Direct your eye sight inward, and you'll find A thousand regions in your mind Yet undiscovered. Travel them, and be Expert in home-cosmography. (320)

7 This admonition to travel the mysterious territory of one's own mind and master the strange cosmos of the self is actually a challenge to the reader—and probably to the author himself—to focus on self-reflection and small-scale, local movement as if such activities were akin to exploration on a grand, planetary scale. What is really at issue here is not the physical distance of one's journey, but the mental flexibility of one's approach to the world, one's ability to look at the world with a fresh, estranged point of view. Soon after his discussion of the virtues of interior travel, Thoreau explains why he left his simple home at Walden Pond after a few years of experimental living there, writing, "It is remarkable how easily and insensibly we fall into a particular route, and make a beaten track for ourselves" (323). In other words, no matter what we're doing in life, we can fall into a "beaten track" if we're not careful, thus failing to stay "awake."

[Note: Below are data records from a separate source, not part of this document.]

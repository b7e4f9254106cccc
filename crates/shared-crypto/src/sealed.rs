//! # Sealed Boxes
//!
//! Anonymous public-key encryption: anyone holding a recipient's encryption
//! public key can seal a message only the recipient can open.
//!
//! ## Construction
//!
//! ```text
//! ephemeral keypair (secp256k1)
//!     │
//!     ├── ECDH(ephemeral_sk, recipient_pk) ──→ shared secret
//!     │
//!     └── BLAKE3-derive-key(context, shared ‖ ephemeral_pk ‖ recipient_pk) ──→ box key
//!
//! sealed = ephemeral_pk (33) ‖ nonce (24) ‖ XChaCha20-Poly1305(box key, plaintext)
//! ```

use crate::hashing::derive_key;
use crate::symmetric::{self, Nonce, SecretKey, NONCE_LEN};
use crate::CryptoError;
use k256::ecdh::{diffie_hellman, EphemeralSecret};
use k256::elliptic_curve::sec1::ToEncodedPoint;
use k256::PublicKey;

/// Length of a compressed SEC1 public key.
pub const PUBLIC_KEY_LEN: usize = 33;

/// Fixed header length of a sealed payload.
pub const SEALED_HEADER_LEN: usize = PUBLIC_KEY_LEN + NONCE_LEN;

const SEAL_CONTEXT: &str = "thanks-faucet sealed box v1";

/// A recipient's encryption public key.
#[derive(Clone, Copy, Debug, PartialEq, Eq)]
pub struct EncryptionPublicKey(PublicKey);

impl EncryptionPublicKey {
    /// Parse SEC1 bytes (compressed or uncompressed).
    pub fn from_sec1_bytes(bytes: &[u8]) -> Result<Self, CryptoError> {
        PublicKey::from_sec1_bytes(bytes)
            .map(Self)
            .map_err(|_| CryptoError::InvalidPublicKey("not a secp256k1 point".to_string()))
    }

    /// Parse the hex form stored on inbox records.
    pub fn from_hex(s: &str) -> Result<Self, CryptoError> {
        let s = s.trim();
        if s.is_empty() {
            return Err(CryptoError::InvalidPublicKey("empty key".to_string()));
        }
        let bytes = hex::decode(s).map_err(|e| CryptoError::InvalidPublicKey(e.to_string()))?;
        Self::from_sec1_bytes(&bytes)
    }

    /// Compressed SEC1 bytes.
    pub fn to_bytes(&self) -> [u8; PUBLIC_KEY_LEN] {
        let point = self.0.to_encoded_point(true);
        let mut out = [0u8; PUBLIC_KEY_LEN];
        // A compressed non-identity point is always 33 bytes.
        out.copy_from_slice(point.as_bytes());
        out
    }

    /// Lowercase hex of the compressed form.
    pub fn to_hex(&self) -> String {
        hex::encode(self.to_bytes())
    }
}

/// A recipient's encryption key pair.
pub struct EncryptionKeyPair {
    secret: k256::SecretKey,
}

impl EncryptionKeyPair {
    /// Generate a random key pair.
    pub fn generate() -> Self {
        Self {
            secret: k256::SecretKey::random(&mut rand::thread_rng()),
        }
    }

    /// Restore from secret scalar bytes.
    pub fn from_bytes(bytes: [u8; 32]) -> Result<Self, CryptoError> {
        let secret =
            k256::SecretKey::from_slice(&bytes).map_err(|_| CryptoError::InvalidPrivateKey)?;
        Ok(Self { secret })
    }

    /// The public half, shared with senders.
    pub fn public_key(&self) -> EncryptionPublicKey {
        EncryptionPublicKey(self.secret.public_key())
    }

    /// Open a payload produced by [`seal`] for this key pair.
    ///
    /// # Errors
    ///
    /// `TruncatedPayload` when shorter than the header, `DecryptionFailed`
    /// when sealed for another key or tampered with.
    pub fn open(&self, sealed: &[u8]) -> Result<Vec<u8>, CryptoError> {
        if sealed.len() < SEALED_HEADER_LEN {
            return Err(CryptoError::TruncatedPayload {
                minimum: SEALED_HEADER_LEN,
                actual: sealed.len(),
            });
        }
        let (ephemeral_bytes, rest) = sealed.split_at(PUBLIC_KEY_LEN);
        let (nonce_bytes, ciphertext) = rest.split_at(NONCE_LEN);

        let ephemeral = PublicKey::from_sec1_bytes(ephemeral_bytes)
            .map_err(|_| CryptoError::DecryptionFailed("bad ephemeral key".to_string()))?;
        let shared = diffie_hellman(self.secret.to_nonzero_scalar(), ephemeral.as_affine());

        let key = box_key(
            shared.raw_secret_bytes().as_slice(),
            &EncryptionPublicKey(ephemeral).to_bytes(),
            &self.public_key().to_bytes(),
        );
        let mut nonce = [0u8; NONCE_LEN];
        nonce.copy_from_slice(nonce_bytes);

        symmetric::decrypt(&key, ciphertext, &Nonce::from_bytes(nonce))
    }
}

/// Seal `plaintext` to `recipient`.
///
/// # Errors
///
/// Returns `CryptoError::EncryptionFailed` if the AEAD layer fails.
pub fn seal(recipient: &EncryptionPublicKey, plaintext: &[u8]) -> Result<Vec<u8>, CryptoError> {
    let ephemeral = EphemeralSecret::random(&mut rand::thread_rng());
    let ephemeral_pk = EncryptionPublicKey(ephemeral.public_key()).to_bytes();
    let shared = ephemeral.diffie_hellman(&recipient.0);

    let key = box_key(
        shared.raw_secret_bytes().as_slice(),
        &ephemeral_pk,
        &recipient.to_bytes(),
    );
    let (ciphertext, nonce) = symmetric::encrypt(&key, plaintext)?;

    let mut sealed = Vec::with_capacity(SEALED_HEADER_LEN + ciphertext.len());
    sealed.extend_from_slice(&ephemeral_pk);
    sealed.extend_from_slice(nonce.as_bytes());
    sealed.extend_from_slice(&ciphertext);
    Ok(sealed)
}

fn box_key(shared: &[u8], ephemeral_pk: &[u8], recipient_pk: &[u8]) -> SecretKey {
    SecretKey::from_bytes(derive_key(SEAL_CONTEXT, &[shared, ephemeral_pk, recipient_pk]))
}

8 As I thought about my writing class at the University of Idaho, I wondered how I might design a series of readings and writing exercises for university students that would somehow emulate the Thoreauvian objective of achieving ultra-mindfulness in a local environment. One of the greatest challenges in designing such a class is the fact that it took Thoreau himself many years to develop an attentiveness to his environment and his own emotional rhythms and an efficiency of expression that would enable him to describe such travel-without-travel, and I would have only sixteen weeks to achieve this with my own students. The first task, I decided, was to invite my students into the essential philosophical stance of the class, and I did this by asking my students to read the opening chapter of Walden ("Economy") in which he talks about traveling "a good deal" in his small New England village as well as the second chapter and the conclusion, which reveal the author's enthusiasm (some might even say obsession ) for trying to achieve an awakened condition and which, in the end, suggest that waking up to the meaning of one's life in the world might be best accomplished by attempting the paradoxical feat of becoming "expert in home-cosmography." As I stated it among the objectives for my course titled 36 Views of Moscow Mountain: Or, Traveling a Good Deal—with Open Minds and Notebooks—in a Small Place , one of our goals together (along with practicing nonfiction writing skills and learning about the genre of travel writing) would be to "Cultivate a ‘Thoreauvian' way of appreciating the subtleties of the ordinary world."

Windy. Elms Bare.

9 For me, the elegance and heightened sensitivity of Thoreau's engagement with place is most movingly exemplified in his journal, especially in the 1850s after he's mastered the art of observation and nuanced, efficient description of specific natural phenomena and environmental conditions. His early entries in the journal are abstract mini-essays on such topics as truth, beauty, and "The Poet," but over time the journal notations become so immersed in the direct experience of the more-than-human world, in daily sensory experiences, that the pronoun "I" even drops out of many of these records. Lawrence Buell aptly describes this Thoreauvian mode of expression as "self-relinquishment" (156) in his 1995 book The Environmental Imagination , suggesting such writing "question[s] the authority of the superintending consciousness. As such, it opens up the prospect of a thoroughgoing perceptual breakthrough, suggesting the possibility of a more ecocentric state of being than most of us have dreamed of" (144-45). By the time Thoreau wrote "Windy. Elms bare" (372) as his single entry for October 6 and 7, 1853, he had entered what we might call an "ecocentric zone of consciousness" in his work, attaining the ability to channel his complex perceptions of season change (including meteorology and botany and even his own emotional state) into brief, evocative prose.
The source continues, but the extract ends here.